A west coast regional NBC show, Candy Matson starring Natalie Parks aired from 1949 through the end of the 1950-1951 season, reigning as San Francisco’s most popular crime drama for a while. Written by Parks’ husband, Monty Masters, it was originally planned as yet one more male private eye series (starring Masters himself), but old-time radio legend says that his mother-in-law convinced him to reimagine the show with a female private eye, which he did, and which west coast stations and their listeners liked – a lot.

Unfortunately, like many old time radio shows, they weren’t all recorded. National shows often were performed twice, once for the East Coast and Central time zone, then again later the same day for Mountain and Pacific time zones. Others were transcribed to air later for the west coast, and many of those survive. But Candy Matson was a regional west coast production, with no need for rebroadcasts or transcription, and sadly, only 14 of the show’s 90+ episodes remain.
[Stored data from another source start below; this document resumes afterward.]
// パス: src/emit/codegen.rs
// 役割: インスタンス列を整列・バッチ化し、builtin → 低レベル intrinsic 呼び出しの codegen 表を生成する
// 意図: codegen 関連状態が同一の連続区間で本体を共有し、operand 並べ替え規則を一箇所に閉じ込める
// 関連ファイル: src/expand.rs, src/policy.rs, src/emit/mod.rs
//! codegen グルーパ
//!
//! (低レベル名, ポリシー) で安定ソートし、低レベル名・手書き codegen・
//! ポリシー・セグメント要素幅のいずれかが変わる境界で新しい本体を開始する。
//! 安定性が宣言順のタイブレークを保存する点が重要で、通し番号で明示的に
//! 固定している。最後の区間の本体も必ず出力する。

use std::collections::{HashMap, HashSet};
use std::fmt::Write as _;

use once_cell::sync::Lazy;

use crate::errors::GenResult;
use crate::expand::Instance;

/// インデックス付きセグメント形式の番兵。要素幅は呼び出し時に
/// ポインタ operand の被参照型から導出する。
pub const UNKNOWN_SEW: u32 = u32::MAX;

/// セグメント load/store の低レベル名 → log2(要素幅) の固定表。
///
/// 新しいセグメント形式を導入する際は手動で同期が必要（自動導出はない）。
static SEG_INST_SEW: Lazy<HashMap<String, u32>> = Lazy::new(|| {
    let mut map = HashMap::new();
    let policy_suffixes = ["", "_tu", "_tum", "_tumu", "_mu"];
    let forms: [(&str, bool); 5] = [
        ("vlseg", false),
        ("vlseg", true), // fault-only-first
        ("vlsseg", false),
        ("vsseg", false),
        ("vssseg", false),
    ];
    for (name, ff) in forms {
        for (sew, log2) in [(8u32, 3u32), (16, 4), (32, 5), (64, 6)] {
            for nf in 2..=8 {
                for suffix in policy_suffixes {
                    let ff_part = if ff { "ff" } else { "" };
                    map.insert(format!("{name}{nf}e{sew}{ff_part}{suffix}"), log2);
                }
            }
        }
    }
    map
});

/// オーバーロード名からセグメント要素幅（log2）を引く。
///
/// インデックス付きセグメント形式は番兵 `UNKNOWN_SEW`、非セグメント命令は 0。
pub fn seg_inst_log2_sew(overloaded_name: &str) -> u32 {
    for prefix in ["vloxseg", "vluxseg", "vsoxseg", "vsuxseg"] {
        if overloaded_name.starts_with(prefix) {
            return UNKNOWN_SEW;
        }
    }
    SEG_INST_SEW.get(overloaded_name).copied().unwrap_or(0)
}

/// インデックス付きセグメント load/store で要素幅の導出に使うポインタ operand の位置。
///
/// passthru の有無が operand の並びを変えるため、ポリシー属性から位置を逆算する。
pub fn indexed_ptr_idx(inst: &Instance) -> i64 {
    const RVV_VTA: u8 = 0x1;
    const RVV_VMA: u8 = 0x2;
    let bits = inst.policy.attrs_bits();
    let ir = inst.ir_name.as_str();
    if ir.starts_with("vloxseg") || ir.starts_with("vluxseg") {
        let no_passthru = (inst.masked && bits & RVV_VTA != 0 && bits & RVV_VMA != 0)
            || (!inst.masked && bits & RVV_VTA != 0);
        return match (inst.masked, no_passthru) {
            (true, true) => 1,
            (true, false) => 2,
            (false, true) => 0,
            (false, false) => 1,
        };
    }
    if ir.starts_with("vsoxseg") || ir.starts_with("vsuxseg") {
        return if inst.masked { 1 } else { 0 };
    }
    -1
}

/// 一つの共有 codegen 本体を書き出す。
fn emit_switch_body(inst: &Instance, out: &mut String) {
    if !inst.ir_name.is_empty() {
        let _ = writeln!(out, "  ID = Intrinsic::riscv_{};", inst.ir_name);
    }
    let _ = writeln!(out, "  PolicyAttrs = {};", inst.policy.attrs_bits());
    // 番兵 UNKNOWN_SEW もそのまま数値で出す
    let _ = writeln!(
        out,
        "  SegInstSEW = {};",
        seg_inst_log2_sew(&inst.overloaded_name)
    );

    if !inst.manual_codegen.is_empty() {
        // 手書き codegen は自動並べ替えと排他。要素幅だけ解決して本体を転記する。
        let _ = writeln!(out, "  IsMasked = {};", inst.masked);
        out.push_str("  if (SegInstSEW == (unsigned)-1) {\n");
        let _ = writeln!(
            out,
            "    auto PointeeType = E->getArg({})->getType()->getPointeeType();",
            indexed_ptr_idx(inst)
        );
        out.push_str("    SegInstSEW = llvm::Log2_64(getContext().getTypeSize(PointeeType));\n");
        out.push_str("  }\n");
        out.push_str(&inst.manual_codegen);
        if !inst.manual_codegen.ends_with('\n') {
            out.push('\n');
        }
        out.push_str("  break;\n");
        return;
    }

    if inst.masked {
        if inst.has_vl {
            // マスク operand を先頭から末尾二番目（VL の直前）へ回す
            out.push_str("  std::rotate(Ops.begin(), Ops.begin() + 1, Ops.end() - 1);\n");
            if inst.has_policy_operand() {
                out.push_str(
                    "  Ops.push_back(ConstantInt::get(Ops.back()->getType(), PolicyAttrs));\n",
                );
            }
            if inst.has_masked_off_operand && inst.policy.is_tama() {
                out.push_str("  Ops.insert(Ops.begin(), llvm::PoisonValue::get(ResultType));\n");
            }
            // masked リダクション: maskedoff を持たず passthru を持つ形式
            if !inst.has_masked_off_operand && inst.has_passthru_operand() && inst.policy.is_ta() {
                out.push_str("  Ops.insert(Ops.begin(), llvm::PoisonValue::get(ResultType));\n");
            }
        } else {
            out.push_str("  std::rotate(Ops.begin(), Ops.begin() + 1, Ops.end());\n");
        }
    } else if inst.has_policy_operand() {
        out.push_str("  Ops.push_back(ConstantInt::get(Ops.back()->getType(), PolicyAttrs));\n");
    } else if inst.has_passthru_operand() && inst.policy.is_ta() {
        out.push_str("  Ops.insert(Ops.begin(), llvm::PoisonValue::get(ResultType));\n");
    }

    let mut parts: Vec<String> = inst
        .intrinsic_types
        .iter()
        .map(|&idx| {
            if idx == -1 {
                "ResultType".to_string()
            } else {
                format!("Ops[{idx}]->getType()")
            }
        })
        .collect();
    // VL は i32 / i64 のどちらもありうるため必ず型を具象化する（常に最終 operand）
    if inst.has_vl {
        parts.push("Ops.back()->getType()".to_string());
    }
    let _ = writeln!(out, "  IntrinsicTypes = {{{}}};", parts.join(", "));
    out.push_str("  break;\n");
}

/// codegen 出力（モード 3）を生成する。
pub fn emit(instances: &[Instance]) -> GenResult<String> {
    let mut out = String::new();
    let mut defs: Vec<&Instance> = instances.iter().collect();
    // 低レベル名は空のこともある。安定ソートが宣言順を保存する。
    defs.sort_by(|a, b| {
        a.ir_name
            .cmp(&b.ir_name)
            .then_with(|| a.policy.attrs_bits().cmp(&b.policy.attrs_bits()))
            .then_with(|| a.seq.cmp(&b.seq))
    });

    let Some(mut prev) = defs.first().copied() else {
        return Ok(out);
    };
    let mut labeled: HashSet<&str> = HashSet::new();
    for &def in &defs {
        if def.ir_name != prev.ir_name
            || def.manual_codegen != prev.manual_codegen
            || def.policy != prev.policy
            || seg_inst_log2_sew(&def.overloaded_name) != seg_inst_log2_sew(&prev.overloaded_name)
        {
            emit_switch_body(prev, &mut out);
        }
        prev = def;
        if labeled.insert(def.builtin_name.as_str()) {
            let _ = writeln!(out, "case RISCVVector::BI__builtin_rvv_{}:", def.builtin_name);
        }
    }
    // 最後の区間を落とさない
    emit_switch_body(prev, &mut out);
    out.push('\n');
    Ok(out)
}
Former San Francisco fashion model turned private eye Candy Matson worked out of her swanky Telegraph Hill apartment, drove a sporty roadster and had a closet full of stylish threads which she put to good use, being attractive, well aware of it and perfectly content to flirt when it could help solve a case.  She often had to sneak around Homicide Detective Ray Mallard, but managed that handily since the detective was clearly smitten with her, their evolving romance one of the keys to the show’s popularity with listeners. Matson was a witty, sarcastic glamour gal, actress Natalie Parks delivering the well-written wisecracks and classic hard-boiled P.I. style first person narration with real sass. Packing a gun in her purse and not afraid to use it, she was full of bravado, which often got her in trouble with crooks and sundry other dangerous folks, though some of the episodes are more lighthearted.

Unable to secure a permanent sponsor, Parks and Masters reluctantly threw in the towel at the end of the 1950-51 season, but did so with a series finale in which Detective Mallard finally proposed to Candy and she decided to retire. So, West Coast listeners would no longer hear the phone ringing to open the show, or Candy answering with “Hello, Yukon 28209. Yes, this is Candy Matson”. (Note that one of the series audio CD sets depicted with this post managed to get that darn phone number wrong.)